The Vikings try to “live today and tomorrow” this offseason

When the Minnesota Vikings hired a new general manager and head coach, the natural expectation from the outside was that major changes would follow.

Instead, the Vikings have kept their best and costliest players largely intact from a team that has gone 15-18 over the past two years.

Owner and chairman Mark Wilf spoke out last month against restarting, and based on how general manager Kwesi Adofo-Mensah has led the decision-making so far, the Vikings are clearly unwilling. to accept the regression this year simply for the long term. progress.

“We’re all aligned on our vision and how we see our team’s needs this year, next year and across our time horizon,” Adofo-Mensah said Wednesday. “I think when people look at teams, sometimes they do it in a very binary way, and they ask, ‘Are you all in or tear down and rebuild?’ And I don’t really look at the world that way. From our perspective, we’re trying to navigate both worlds. We’re trying to live today and tomorrow.

The term used by Adofo-Mensah was “competitive reconstruction”, although such labels do not apply to him. As worn as the concept of process has become in corporate culture and professional sports — Adofo-Mensah said he considers former Philadelphia 76ers general manager Sam Hinkie, the original champion of process, as a mentor — this is exactly what the Vikings launched under their new leadership. .

The question that cannot be answered until at least two seasons are complete under the new regime, however, is how this approach differs from the way former general manager Rick Spielman and coach- Chief Mike Zimmer remained in win-now mode after reaching the NFC Championship Game four years ago.

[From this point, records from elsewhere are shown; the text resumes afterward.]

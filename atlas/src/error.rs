//! Unified error types for Atlas.
//!
//! This module provides the error hierarchy covering:
//! - Provider errors surfaced by the wrapped provider layer
//! - Tool execution and registry errors
//! - Agent, pipeline and configuration errors

use std::fmt;

/// Result type alias for Atlas operations.
pub type Result<T> = std::result::Result<T, Error>;

/// The main error type for Atlas.
#[derive(Debug, thiserror::Error)]
#[non_exhaustive]
pub enum Error {
    /// Error raised by the provider layer.
    #[error("Provider error: {0}")]
    Provider(#[from] ProviderError),

    /// Tool execution or registry error.
    #[error("Tool error: {0}")]
    Tool(#[from] ToolError),

    /// Agent runtime error.
    #[error("Agent error: {0}")]
    Agent(String),

    /// No agent is registered under the given key.
    #[error("Agent not found: {0}")]
    AgentNotFound(String),

    /// An agent with the given key is already registered.
    #[error("Agent '{0}' is already registered")]
    DuplicateAgent(String),

    /// A pipeline handler failed.
    #[error("Pipeline '{pipeline}' failed: {message}")]
    Pipeline {
        /// Name of the pipeline that was running.
        pipeline: String,
        /// Failure message.
        message: String,
    },

    /// Invalid or unreadable configuration.
    #[error("Configuration error: {0}")]
    Config(String),

    /// JSON serialization/deserialization error.
    #[error("JSON error: {0}")]
    Json(#[from] serde_json::Error),

    /// I/O error.
    #[error("I/O error: {0}")]
    Io(#[from] std::io::Error),
}

impl Error {
    /// Create an agent error with a message.
    #[must_use]
    pub fn agent(msg: impl Into<String>) -> Self {
        Self::Agent(msg.into())
    }

    /// Create a pipeline error.
    #[must_use]
    pub fn pipeline(pipeline: impl Into<String>, message: impl Into<String>) -> Self {
        Self::Pipeline {
            pipeline: pipeline.into(),
            message: message.into(),
        }
    }

    /// Create a configuration error.
    #[must_use]
    pub fn config(msg: impl Into<String>) -> Self {
        Self::Config(msg.into())
    }

    /// Check if this error is worth retrying.
    #[must_use]
    pub const fn is_retryable(&self) -> bool {
        match self {
            Self::Provider(err) => err.is_retryable(),
            _ => false,
        }
    }
}

impl From<toml::de::Error> for Error {
    fn from(err: toml::de::Error) -> Self {
        Self::Config(err.to_string())
    }
}

/// Error type for provider operations.
#[derive(Debug, Clone, PartialEq, Eq)]
#[non_exhaustive]
pub struct ProviderError {
    /// The error kind.
    pub kind: ProviderErrorKind,
    /// The provider name (e.g., "openai", "fake").
    pub provider: Option<String>,
    /// Additional error message.
    pub message: String,
    /// Optional error code from the provider.
    pub code: Option<String>,
}

/// Categories of provider errors.
#[derive(Debug, Clone, Copy, PartialEq, Eq)]
#[non_exhaustive]
pub enum ProviderErrorKind {
    /// Authentication or authorization failure.
    Auth,
    /// Rate limit exceeded.
    RateLimited,
    /// Invalid request parameters.
    InvalidRequest,
    /// Response format error.
    ResponseFormat,
    /// Network or connection error.
    Network,
    /// Streaming error.
    Stream,
    /// No provider registered under the requested name.
    Unknown,
    /// Feature not supported.
    NotSupported,
    /// Provider-specific error.
    Provider,
}

impl ProviderError {
    fn with_kind(kind: ProviderErrorKind, message: impl Into<String>) -> Self {
        Self {
            kind,
            provider: None,
            message: message.into(),
            code: None,
        }
    }

    /// Create an authentication error.
    #[must_use]
    pub fn auth(provider: impl Into<String>, message: impl Into<String>) -> Self {
        Self::with_kind(ProviderErrorKind::Auth, message).for_provider(provider)
    }

    /// Create a rate limit error.
    #[must_use]
    pub fn rate_limited(provider: impl Into<String>) -> Self {
        Self::with_kind(
            ProviderErrorKind::RateLimited,
            "Rate limit exceeded. Please retry after some time.",
        )
        .for_provider(provider)
    }

    /// Create an invalid request error.
    #[must_use]
    pub fn invalid_request(message: impl Into<String>) -> Self {
        Self::with_kind(ProviderErrorKind::InvalidRequest, message)
    }

    /// Create a response format error.
    #[must_use]
    pub fn response_format(expected: impl Into<String>, got: impl Into<String>) -> Self {
        Self::with_kind(
            ProviderErrorKind::ResponseFormat,
            format!("Expected {}, got {}", expected.into(), got.into()),
        )
    }

    /// Create a network error.
    #[must_use]
    pub fn network(message: impl Into<String>) -> Self {
        Self::with_kind(ProviderErrorKind::Network, message)
    }

    /// Create a streaming error.
    #[must_use]
    pub fn stream(message: impl Into<String>) -> Self {
        Self::with_kind(ProviderErrorKind::Stream, message)
    }

    /// Create an unknown provider error.
    #[must_use]
    pub fn unknown(name: impl Into<String>) -> Self {
        let name = name.into();
        Self::with_kind(
            ProviderErrorKind::Unknown,
            format!("No provider registered as '{name}'"),
        )
        .for_provider(name)
    }

    /// Create a not supported error.
    #[must_use]
    pub fn not_supported(feature: impl Into<String>) -> Self {
        Self::with_kind(
            ProviderErrorKind::NotSupported,
            format!("Feature not supported: {}", feature.into()),
        )
    }

    /// Create a provider-specific error.
    #[must_use]
    pub fn provider(provider: impl Into<String>, message: impl Into<String>) -> Self {
        Self::with_kind(ProviderErrorKind::Provider, message).for_provider(provider)
    }

    /// Attach the provider name.
    #[must_use]
    pub fn for_provider(mut self, provider: impl Into<String>) -> Self {
        self.provider = Some(provider.into());
        self
    }

    /// Attach a provider error code.
    #[must_use]
    pub fn with_code(mut self, code: impl Into<String>) -> Self {
        self.code = Some(code.into());
        self
    }

    /// Check if this is a retryable error.
    #[must_use]
    pub const fn is_retryable(&self) -> bool {
        matches!(
            self.kind,
            ProviderErrorKind::RateLimited | ProviderErrorKind::Network
        )
    }
}

impl fmt::Display for ProviderError {
    fn fmt(&self, f: &mut fmt::Formatter<'_>) -> fmt::Result {
        if let Some(provider) = &self.provider {
            write!(f, "[{provider}] ")?;
        }
        write!(f, "{}", self.message)?;
        if let Some(code) = &self.code {
            write!(f, " (code: {code})")?;
        }
        Ok(())
    }
}

impl std::error::Error for ProviderError {}

/// Error type for tool execution and registration failures.
#[derive(Debug, Clone, thiserror::Error)]
#[non_exhaustive]
pub enum ToolError {
    /// Error during tool execution.
    #[error("Execution error: {0}")]
    Execution(String),

    /// Invalid arguments provided to the tool.
    #[error("Invalid arguments: {0}")]
    InvalidArguments(String),

    /// Tool not found.
    #[error("Tool not found: {0}")]
    NotFound(String),

    /// A tool with the same name is already registered.
    #[error("Tool '{0}' is already registered")]
    Duplicate(String),

    /// Generic error.
    #[error("Tool error: {0}")]
    Other(String),
}

impl ToolError {
    /// Create an execution error.
    #[must_use]
    pub fn execution(msg: impl Into<String>) -> Self {
        Self::Execution(msg.into())
    }

    /// Create an invalid arguments error.
    #[must_use]
    pub fn invalid_args(msg: impl Into<String>) -> Self {
        Self::InvalidArguments(msg.into())
    }

    /// Create a not found error.
    #[must_use]
    pub fn not_found(name: impl Into<String>) -> Self {
        Self::NotFound(name.into())
    }
}

impl From<String> for ToolError {
    fn from(s: String) -> Self {
        Self::Other(s)
    }
}

impl From<&str> for ToolError {
    fn from(s: &str) -> Self {
        Self::Other(s.to_owned())
    }
}

impl From<serde_json::Error> for ToolError {
    fn from(err: serde_json::Error) -> Self {
        Self::InvalidArguments(err.to_string())
    }
}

“It’s just about adding great players, great elements around the core that we have,” Adofo-Mensah said. “There are ways to do that in free agency or the draft or the commercial market or player development, and so we just pay attention to that, understanding the reality of where we are and what things give us chances of getting where we want to be.”

The strategy of recent offseasons left the Vikings with little flexibility under the salary cap, but rather than trade or get out of the situation, they carved out space for affordable additions with the art of restructuring.

Outside linebacker Za’Darius Smith, defensive tackle Harrison Phillips, and inside linebacker Jordan Hicks were notable free agent signings. Quarterback Kirk Cousins ​​had his contract extended to flatten huge hits. Wide receiver Adam Thielen, safety Harrison Smith and defensive end Danielle Hunter all had their offers changed to give the team more immediate cap flexibility.

With all the movement of quarterbacks across the league over the past month, a cousin swap would have fit the trend perfectly. The Vikings don’t have an apprentice for him yet, however, and starting over in that position would almost surely have guaranteed a proper restart for 2022.

Building on the relationship new head coach Kevin O’Connell has already had with Cousins ​​since their year together in Washington and the offensive expertise of the new staff, the Vikings opted to sign him to a third contract in four years and trying to raise the ceiling for a tried and polished player who carries a decidedly average career record of 59-59-2 as a starter.

“We do things on our terms on the pitch, and I think that applies to team building as well. Getting him into the fold, getting him on board, I really think that was a win- winner,” Adofo-Mensah said, adding, “This roster stability from this position allows us to really have an open mind and do things on our terms with the rest of the roster.

Cornerback remains the most sought-after position, with just four currently on the roster and Cameron Dantzler the most experienced with his 17 career starts. Patrick Peterson is a free agent, but he has often expressed interest in returning.

“You want to make sure you respect a player of his caliber, his expertise in this league, but also the reality of the situation we’re in from a salary cap perspective,” Adofo-Mensah said. “These conversations are ongoing.”